■ Activity: For the word "statement", copy every line of the material that includes it.

■ Data records:

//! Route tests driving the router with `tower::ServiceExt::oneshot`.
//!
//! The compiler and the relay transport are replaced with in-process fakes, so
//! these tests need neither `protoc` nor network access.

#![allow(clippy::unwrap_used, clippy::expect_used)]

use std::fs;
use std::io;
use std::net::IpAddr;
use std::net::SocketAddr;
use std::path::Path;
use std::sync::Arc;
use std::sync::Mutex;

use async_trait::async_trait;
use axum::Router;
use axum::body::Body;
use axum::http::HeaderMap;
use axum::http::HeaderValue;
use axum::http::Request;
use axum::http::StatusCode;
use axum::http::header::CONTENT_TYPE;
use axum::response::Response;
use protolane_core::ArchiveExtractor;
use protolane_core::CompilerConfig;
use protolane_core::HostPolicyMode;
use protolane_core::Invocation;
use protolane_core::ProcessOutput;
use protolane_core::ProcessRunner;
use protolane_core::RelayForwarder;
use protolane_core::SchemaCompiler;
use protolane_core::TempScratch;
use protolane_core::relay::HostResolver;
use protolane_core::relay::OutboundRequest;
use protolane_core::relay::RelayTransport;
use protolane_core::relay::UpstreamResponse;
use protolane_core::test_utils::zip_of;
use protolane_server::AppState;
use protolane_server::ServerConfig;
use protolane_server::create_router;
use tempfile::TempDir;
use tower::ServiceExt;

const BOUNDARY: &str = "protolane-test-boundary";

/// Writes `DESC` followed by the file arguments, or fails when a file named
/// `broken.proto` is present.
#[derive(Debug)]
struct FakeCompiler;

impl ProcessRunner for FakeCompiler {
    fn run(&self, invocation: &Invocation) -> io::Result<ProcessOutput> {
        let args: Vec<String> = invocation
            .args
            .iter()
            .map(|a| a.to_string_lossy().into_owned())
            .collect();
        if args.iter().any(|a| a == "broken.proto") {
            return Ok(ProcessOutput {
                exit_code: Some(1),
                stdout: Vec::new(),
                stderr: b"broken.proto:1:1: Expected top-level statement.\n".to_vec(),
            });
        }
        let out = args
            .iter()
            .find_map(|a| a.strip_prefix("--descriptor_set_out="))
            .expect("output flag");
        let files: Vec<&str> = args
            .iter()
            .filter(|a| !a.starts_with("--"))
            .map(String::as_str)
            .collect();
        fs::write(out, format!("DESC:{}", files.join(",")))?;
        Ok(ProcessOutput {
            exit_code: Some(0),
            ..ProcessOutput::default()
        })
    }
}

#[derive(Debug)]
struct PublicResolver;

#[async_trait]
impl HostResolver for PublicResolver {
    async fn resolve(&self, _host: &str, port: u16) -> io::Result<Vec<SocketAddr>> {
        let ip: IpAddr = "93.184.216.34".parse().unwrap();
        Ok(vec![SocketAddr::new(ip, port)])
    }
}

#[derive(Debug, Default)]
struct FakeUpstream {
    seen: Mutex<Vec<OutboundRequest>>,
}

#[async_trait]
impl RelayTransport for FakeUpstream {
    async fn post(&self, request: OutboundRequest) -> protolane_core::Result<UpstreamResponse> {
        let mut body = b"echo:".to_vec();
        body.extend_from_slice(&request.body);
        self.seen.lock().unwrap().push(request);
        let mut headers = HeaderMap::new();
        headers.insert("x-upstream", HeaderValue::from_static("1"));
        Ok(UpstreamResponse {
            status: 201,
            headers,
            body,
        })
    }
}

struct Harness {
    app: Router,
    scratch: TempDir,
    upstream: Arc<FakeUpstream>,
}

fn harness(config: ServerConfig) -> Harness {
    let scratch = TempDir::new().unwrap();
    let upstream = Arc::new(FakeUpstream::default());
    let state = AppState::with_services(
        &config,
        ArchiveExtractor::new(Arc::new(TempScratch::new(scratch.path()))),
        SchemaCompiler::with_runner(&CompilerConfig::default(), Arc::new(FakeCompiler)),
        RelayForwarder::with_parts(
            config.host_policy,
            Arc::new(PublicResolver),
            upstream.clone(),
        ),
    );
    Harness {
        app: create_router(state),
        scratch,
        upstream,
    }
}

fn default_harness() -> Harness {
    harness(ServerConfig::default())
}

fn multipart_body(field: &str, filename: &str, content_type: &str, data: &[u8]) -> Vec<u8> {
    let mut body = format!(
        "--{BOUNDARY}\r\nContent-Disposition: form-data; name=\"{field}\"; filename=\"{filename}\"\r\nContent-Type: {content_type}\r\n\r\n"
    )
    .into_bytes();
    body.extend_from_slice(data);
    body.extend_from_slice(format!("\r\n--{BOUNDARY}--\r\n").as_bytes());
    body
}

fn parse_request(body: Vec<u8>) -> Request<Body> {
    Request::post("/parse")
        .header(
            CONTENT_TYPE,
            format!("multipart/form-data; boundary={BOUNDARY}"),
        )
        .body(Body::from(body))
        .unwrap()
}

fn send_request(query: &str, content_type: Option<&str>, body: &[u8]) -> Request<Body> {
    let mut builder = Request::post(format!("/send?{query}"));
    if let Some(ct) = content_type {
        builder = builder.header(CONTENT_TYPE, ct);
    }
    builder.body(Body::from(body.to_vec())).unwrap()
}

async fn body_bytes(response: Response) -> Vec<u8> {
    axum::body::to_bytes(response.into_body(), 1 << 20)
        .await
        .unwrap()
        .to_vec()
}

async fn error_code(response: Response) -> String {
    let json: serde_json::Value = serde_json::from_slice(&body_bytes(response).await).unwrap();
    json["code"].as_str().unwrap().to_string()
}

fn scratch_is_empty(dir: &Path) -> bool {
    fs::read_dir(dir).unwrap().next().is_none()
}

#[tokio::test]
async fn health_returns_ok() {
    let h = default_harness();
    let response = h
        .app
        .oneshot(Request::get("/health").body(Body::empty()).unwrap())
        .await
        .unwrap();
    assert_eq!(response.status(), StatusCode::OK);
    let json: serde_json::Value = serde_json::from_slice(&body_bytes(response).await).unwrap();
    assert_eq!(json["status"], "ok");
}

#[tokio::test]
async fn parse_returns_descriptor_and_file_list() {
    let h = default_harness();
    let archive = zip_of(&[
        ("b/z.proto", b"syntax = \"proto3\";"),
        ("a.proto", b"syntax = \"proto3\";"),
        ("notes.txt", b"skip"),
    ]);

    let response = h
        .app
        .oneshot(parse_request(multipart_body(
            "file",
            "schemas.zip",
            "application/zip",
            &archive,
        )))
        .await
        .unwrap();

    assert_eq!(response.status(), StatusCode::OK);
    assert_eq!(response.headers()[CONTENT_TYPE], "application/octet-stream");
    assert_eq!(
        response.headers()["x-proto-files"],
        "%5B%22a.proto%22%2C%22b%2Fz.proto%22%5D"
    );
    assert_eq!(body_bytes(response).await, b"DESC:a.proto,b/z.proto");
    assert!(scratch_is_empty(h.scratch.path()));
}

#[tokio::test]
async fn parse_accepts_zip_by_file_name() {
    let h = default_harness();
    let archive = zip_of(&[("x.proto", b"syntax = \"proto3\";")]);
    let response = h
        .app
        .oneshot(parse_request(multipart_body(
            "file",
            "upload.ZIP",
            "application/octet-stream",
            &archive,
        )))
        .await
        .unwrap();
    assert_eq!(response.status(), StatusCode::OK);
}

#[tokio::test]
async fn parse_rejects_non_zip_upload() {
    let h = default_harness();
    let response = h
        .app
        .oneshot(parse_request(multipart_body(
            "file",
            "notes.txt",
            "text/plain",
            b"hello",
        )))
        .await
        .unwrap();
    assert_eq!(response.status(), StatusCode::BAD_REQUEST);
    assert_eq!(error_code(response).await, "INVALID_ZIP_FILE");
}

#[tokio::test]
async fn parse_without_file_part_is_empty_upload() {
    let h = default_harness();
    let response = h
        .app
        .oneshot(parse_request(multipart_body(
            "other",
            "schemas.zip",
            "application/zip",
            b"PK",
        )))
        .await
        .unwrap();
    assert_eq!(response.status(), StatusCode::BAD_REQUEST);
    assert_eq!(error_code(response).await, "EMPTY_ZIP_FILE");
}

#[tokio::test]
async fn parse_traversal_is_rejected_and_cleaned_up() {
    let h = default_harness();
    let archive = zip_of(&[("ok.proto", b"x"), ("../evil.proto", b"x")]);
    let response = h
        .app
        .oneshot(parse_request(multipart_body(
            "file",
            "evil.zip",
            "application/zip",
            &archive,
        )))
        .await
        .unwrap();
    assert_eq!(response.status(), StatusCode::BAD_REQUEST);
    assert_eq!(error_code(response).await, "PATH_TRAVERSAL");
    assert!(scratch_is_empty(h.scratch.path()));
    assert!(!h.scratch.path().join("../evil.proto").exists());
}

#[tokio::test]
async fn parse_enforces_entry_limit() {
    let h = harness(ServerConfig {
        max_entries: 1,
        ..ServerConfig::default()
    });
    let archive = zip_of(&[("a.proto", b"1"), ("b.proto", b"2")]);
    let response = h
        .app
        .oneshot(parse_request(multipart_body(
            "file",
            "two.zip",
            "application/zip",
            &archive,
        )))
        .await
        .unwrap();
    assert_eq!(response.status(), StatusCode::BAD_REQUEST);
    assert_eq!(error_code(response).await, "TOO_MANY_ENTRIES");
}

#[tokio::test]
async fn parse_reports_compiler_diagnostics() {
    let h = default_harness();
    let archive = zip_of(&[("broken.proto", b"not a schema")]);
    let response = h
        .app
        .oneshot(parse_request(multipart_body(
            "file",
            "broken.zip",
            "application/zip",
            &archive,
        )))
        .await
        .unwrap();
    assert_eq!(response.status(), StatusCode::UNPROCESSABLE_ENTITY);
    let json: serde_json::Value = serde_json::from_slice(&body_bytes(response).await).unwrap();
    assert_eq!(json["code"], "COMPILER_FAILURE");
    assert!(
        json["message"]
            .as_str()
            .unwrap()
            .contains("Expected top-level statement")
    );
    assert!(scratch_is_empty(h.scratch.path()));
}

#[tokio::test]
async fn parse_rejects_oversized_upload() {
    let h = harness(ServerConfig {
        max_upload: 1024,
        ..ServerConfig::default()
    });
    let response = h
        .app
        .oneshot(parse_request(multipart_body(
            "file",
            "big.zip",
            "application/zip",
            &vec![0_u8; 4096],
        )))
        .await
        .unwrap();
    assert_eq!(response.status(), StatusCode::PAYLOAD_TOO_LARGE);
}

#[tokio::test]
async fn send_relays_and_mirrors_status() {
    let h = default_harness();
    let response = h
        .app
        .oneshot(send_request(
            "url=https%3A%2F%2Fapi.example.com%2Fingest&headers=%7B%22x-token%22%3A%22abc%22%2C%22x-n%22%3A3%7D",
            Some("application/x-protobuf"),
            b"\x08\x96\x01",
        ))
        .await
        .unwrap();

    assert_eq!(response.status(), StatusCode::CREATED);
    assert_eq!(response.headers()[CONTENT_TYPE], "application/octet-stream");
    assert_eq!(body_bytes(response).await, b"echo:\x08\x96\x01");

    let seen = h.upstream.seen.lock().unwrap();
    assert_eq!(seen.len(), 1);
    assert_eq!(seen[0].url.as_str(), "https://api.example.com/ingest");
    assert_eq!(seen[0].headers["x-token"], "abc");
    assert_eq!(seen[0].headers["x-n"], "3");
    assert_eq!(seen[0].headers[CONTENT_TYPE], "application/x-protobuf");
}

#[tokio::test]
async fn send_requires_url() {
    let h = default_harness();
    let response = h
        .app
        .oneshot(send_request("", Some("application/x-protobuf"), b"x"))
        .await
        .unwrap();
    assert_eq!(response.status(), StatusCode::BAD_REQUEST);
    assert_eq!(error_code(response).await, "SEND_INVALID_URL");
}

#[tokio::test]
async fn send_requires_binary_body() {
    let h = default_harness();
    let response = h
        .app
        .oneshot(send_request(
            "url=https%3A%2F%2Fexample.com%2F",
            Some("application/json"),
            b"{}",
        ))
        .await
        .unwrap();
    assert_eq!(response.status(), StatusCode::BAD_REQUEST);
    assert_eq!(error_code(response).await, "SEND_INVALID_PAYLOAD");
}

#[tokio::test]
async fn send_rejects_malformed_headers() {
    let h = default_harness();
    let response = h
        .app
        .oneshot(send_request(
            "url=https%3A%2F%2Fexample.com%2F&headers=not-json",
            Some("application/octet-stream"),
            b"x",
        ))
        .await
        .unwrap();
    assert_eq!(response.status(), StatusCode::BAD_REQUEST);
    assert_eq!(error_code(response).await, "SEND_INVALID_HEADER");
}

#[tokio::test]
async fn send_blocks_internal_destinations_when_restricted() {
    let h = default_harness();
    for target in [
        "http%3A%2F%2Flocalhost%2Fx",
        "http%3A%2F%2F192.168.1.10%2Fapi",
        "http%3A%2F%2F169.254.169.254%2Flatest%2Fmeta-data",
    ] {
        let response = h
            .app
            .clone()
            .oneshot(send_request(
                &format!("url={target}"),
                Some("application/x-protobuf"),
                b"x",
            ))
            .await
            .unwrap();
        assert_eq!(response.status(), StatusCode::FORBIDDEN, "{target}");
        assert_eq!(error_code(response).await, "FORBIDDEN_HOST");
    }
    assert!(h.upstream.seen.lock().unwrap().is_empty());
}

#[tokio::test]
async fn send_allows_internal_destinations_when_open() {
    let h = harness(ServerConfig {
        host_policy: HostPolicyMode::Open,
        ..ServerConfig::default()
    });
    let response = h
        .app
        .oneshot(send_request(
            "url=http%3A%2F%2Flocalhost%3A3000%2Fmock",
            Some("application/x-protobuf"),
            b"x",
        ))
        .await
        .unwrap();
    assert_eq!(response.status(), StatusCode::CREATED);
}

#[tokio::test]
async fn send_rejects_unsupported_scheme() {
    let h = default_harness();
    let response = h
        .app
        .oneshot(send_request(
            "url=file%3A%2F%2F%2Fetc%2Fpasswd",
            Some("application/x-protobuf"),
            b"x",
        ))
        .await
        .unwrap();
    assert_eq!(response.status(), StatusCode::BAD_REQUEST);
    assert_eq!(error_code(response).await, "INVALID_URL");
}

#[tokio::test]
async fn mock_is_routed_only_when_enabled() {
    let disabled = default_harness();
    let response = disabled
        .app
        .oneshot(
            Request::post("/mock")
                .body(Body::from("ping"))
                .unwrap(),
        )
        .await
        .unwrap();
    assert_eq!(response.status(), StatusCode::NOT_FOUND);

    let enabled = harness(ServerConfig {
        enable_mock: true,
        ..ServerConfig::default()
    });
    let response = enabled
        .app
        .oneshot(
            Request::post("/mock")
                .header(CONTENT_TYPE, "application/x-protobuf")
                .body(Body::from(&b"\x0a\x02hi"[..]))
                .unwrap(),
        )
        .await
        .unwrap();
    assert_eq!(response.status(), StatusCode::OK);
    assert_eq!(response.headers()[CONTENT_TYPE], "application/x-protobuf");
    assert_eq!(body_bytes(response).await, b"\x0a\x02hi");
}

* * *

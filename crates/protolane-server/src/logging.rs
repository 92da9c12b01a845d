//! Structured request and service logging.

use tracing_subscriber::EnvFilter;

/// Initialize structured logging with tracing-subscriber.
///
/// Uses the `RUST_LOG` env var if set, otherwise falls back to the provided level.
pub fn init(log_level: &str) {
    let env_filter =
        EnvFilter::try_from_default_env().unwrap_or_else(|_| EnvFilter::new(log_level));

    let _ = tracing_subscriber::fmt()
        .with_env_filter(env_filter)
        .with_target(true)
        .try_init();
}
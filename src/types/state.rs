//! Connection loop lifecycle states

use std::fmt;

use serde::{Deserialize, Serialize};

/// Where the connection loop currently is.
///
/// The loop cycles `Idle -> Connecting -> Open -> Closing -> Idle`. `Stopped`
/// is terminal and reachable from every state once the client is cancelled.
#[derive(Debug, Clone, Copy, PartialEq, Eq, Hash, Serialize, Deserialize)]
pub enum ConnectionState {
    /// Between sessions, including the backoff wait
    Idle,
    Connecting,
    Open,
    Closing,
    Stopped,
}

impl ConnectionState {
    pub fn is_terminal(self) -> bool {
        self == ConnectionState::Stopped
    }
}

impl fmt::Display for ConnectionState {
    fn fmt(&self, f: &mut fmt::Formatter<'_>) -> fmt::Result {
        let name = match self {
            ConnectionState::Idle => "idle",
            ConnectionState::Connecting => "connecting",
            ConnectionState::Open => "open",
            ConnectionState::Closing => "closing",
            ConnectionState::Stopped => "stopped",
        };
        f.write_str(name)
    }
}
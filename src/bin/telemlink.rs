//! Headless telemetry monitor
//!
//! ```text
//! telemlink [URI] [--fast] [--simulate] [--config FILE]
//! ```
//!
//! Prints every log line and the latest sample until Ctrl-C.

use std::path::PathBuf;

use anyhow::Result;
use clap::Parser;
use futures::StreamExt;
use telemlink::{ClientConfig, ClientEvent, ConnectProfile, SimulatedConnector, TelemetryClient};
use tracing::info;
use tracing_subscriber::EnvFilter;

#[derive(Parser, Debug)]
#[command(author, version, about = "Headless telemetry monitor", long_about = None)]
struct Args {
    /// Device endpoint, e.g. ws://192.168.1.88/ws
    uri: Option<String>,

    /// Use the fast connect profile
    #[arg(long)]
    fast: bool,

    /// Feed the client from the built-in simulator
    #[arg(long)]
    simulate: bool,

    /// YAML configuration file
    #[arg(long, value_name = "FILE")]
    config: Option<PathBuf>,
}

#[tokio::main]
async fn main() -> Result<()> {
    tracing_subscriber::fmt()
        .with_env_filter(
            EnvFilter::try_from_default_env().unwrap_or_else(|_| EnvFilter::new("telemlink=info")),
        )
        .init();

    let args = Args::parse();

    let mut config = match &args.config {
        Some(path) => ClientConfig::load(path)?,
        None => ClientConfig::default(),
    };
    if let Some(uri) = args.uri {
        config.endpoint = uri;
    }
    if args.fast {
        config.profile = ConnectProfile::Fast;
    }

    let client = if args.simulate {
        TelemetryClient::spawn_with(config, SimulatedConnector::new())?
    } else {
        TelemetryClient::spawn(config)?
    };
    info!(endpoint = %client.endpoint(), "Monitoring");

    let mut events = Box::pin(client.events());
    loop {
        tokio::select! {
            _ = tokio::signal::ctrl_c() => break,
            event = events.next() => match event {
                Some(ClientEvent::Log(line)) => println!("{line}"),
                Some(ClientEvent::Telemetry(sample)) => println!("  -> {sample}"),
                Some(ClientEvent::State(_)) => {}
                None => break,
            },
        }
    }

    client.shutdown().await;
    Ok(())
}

* * *

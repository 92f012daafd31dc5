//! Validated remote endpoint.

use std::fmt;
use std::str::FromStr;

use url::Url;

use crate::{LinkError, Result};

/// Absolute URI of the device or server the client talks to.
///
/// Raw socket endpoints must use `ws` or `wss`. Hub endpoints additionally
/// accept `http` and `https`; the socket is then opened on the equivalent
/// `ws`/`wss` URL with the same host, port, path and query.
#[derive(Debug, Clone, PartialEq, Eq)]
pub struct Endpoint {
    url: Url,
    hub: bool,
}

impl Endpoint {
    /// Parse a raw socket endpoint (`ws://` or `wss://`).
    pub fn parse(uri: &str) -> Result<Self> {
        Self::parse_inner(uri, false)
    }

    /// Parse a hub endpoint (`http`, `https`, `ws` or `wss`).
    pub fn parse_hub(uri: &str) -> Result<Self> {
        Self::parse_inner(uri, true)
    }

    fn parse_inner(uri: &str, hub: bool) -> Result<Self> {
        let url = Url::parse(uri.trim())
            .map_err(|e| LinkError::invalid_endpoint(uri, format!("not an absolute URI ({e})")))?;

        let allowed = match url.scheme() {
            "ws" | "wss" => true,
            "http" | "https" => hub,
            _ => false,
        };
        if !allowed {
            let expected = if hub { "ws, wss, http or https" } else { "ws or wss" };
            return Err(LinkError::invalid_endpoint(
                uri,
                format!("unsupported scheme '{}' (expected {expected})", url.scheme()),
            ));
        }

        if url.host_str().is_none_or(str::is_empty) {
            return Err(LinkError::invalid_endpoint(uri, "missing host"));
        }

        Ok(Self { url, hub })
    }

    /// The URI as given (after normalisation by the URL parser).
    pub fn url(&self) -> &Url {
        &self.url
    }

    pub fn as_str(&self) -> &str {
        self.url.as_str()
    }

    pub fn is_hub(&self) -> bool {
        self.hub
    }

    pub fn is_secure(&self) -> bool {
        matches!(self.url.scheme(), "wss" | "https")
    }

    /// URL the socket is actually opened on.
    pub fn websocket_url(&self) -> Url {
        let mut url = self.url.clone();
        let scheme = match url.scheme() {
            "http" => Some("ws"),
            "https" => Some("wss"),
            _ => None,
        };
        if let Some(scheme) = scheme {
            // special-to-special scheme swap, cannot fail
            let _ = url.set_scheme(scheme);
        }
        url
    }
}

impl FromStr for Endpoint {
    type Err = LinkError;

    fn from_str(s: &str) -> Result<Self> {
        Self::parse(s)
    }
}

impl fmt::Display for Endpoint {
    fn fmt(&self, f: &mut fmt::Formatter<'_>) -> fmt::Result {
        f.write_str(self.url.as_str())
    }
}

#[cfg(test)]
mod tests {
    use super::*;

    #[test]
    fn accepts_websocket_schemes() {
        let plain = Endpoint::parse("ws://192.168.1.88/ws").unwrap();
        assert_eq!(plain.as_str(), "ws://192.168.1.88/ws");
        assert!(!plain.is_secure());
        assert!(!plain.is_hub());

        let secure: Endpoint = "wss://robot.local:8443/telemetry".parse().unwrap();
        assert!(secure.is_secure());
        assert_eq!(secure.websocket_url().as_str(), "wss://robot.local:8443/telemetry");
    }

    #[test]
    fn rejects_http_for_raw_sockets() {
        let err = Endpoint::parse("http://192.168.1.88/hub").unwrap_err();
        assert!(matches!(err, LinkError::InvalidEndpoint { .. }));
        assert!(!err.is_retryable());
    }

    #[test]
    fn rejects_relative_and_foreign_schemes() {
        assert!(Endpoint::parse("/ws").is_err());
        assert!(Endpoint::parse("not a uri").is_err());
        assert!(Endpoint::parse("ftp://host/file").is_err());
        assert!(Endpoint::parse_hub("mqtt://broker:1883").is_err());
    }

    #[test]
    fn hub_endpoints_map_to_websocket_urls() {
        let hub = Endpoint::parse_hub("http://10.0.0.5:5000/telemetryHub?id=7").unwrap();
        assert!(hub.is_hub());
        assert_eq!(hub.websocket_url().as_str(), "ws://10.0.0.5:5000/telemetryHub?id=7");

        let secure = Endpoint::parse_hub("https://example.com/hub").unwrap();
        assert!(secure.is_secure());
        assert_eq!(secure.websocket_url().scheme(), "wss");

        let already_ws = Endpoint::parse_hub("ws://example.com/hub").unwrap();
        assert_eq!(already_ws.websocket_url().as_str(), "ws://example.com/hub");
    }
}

■ Written response:
                stderr: b"broken.proto:1:1: Expected top-level statement.\n".to_vec(),
            .contains("Expected top-level statement")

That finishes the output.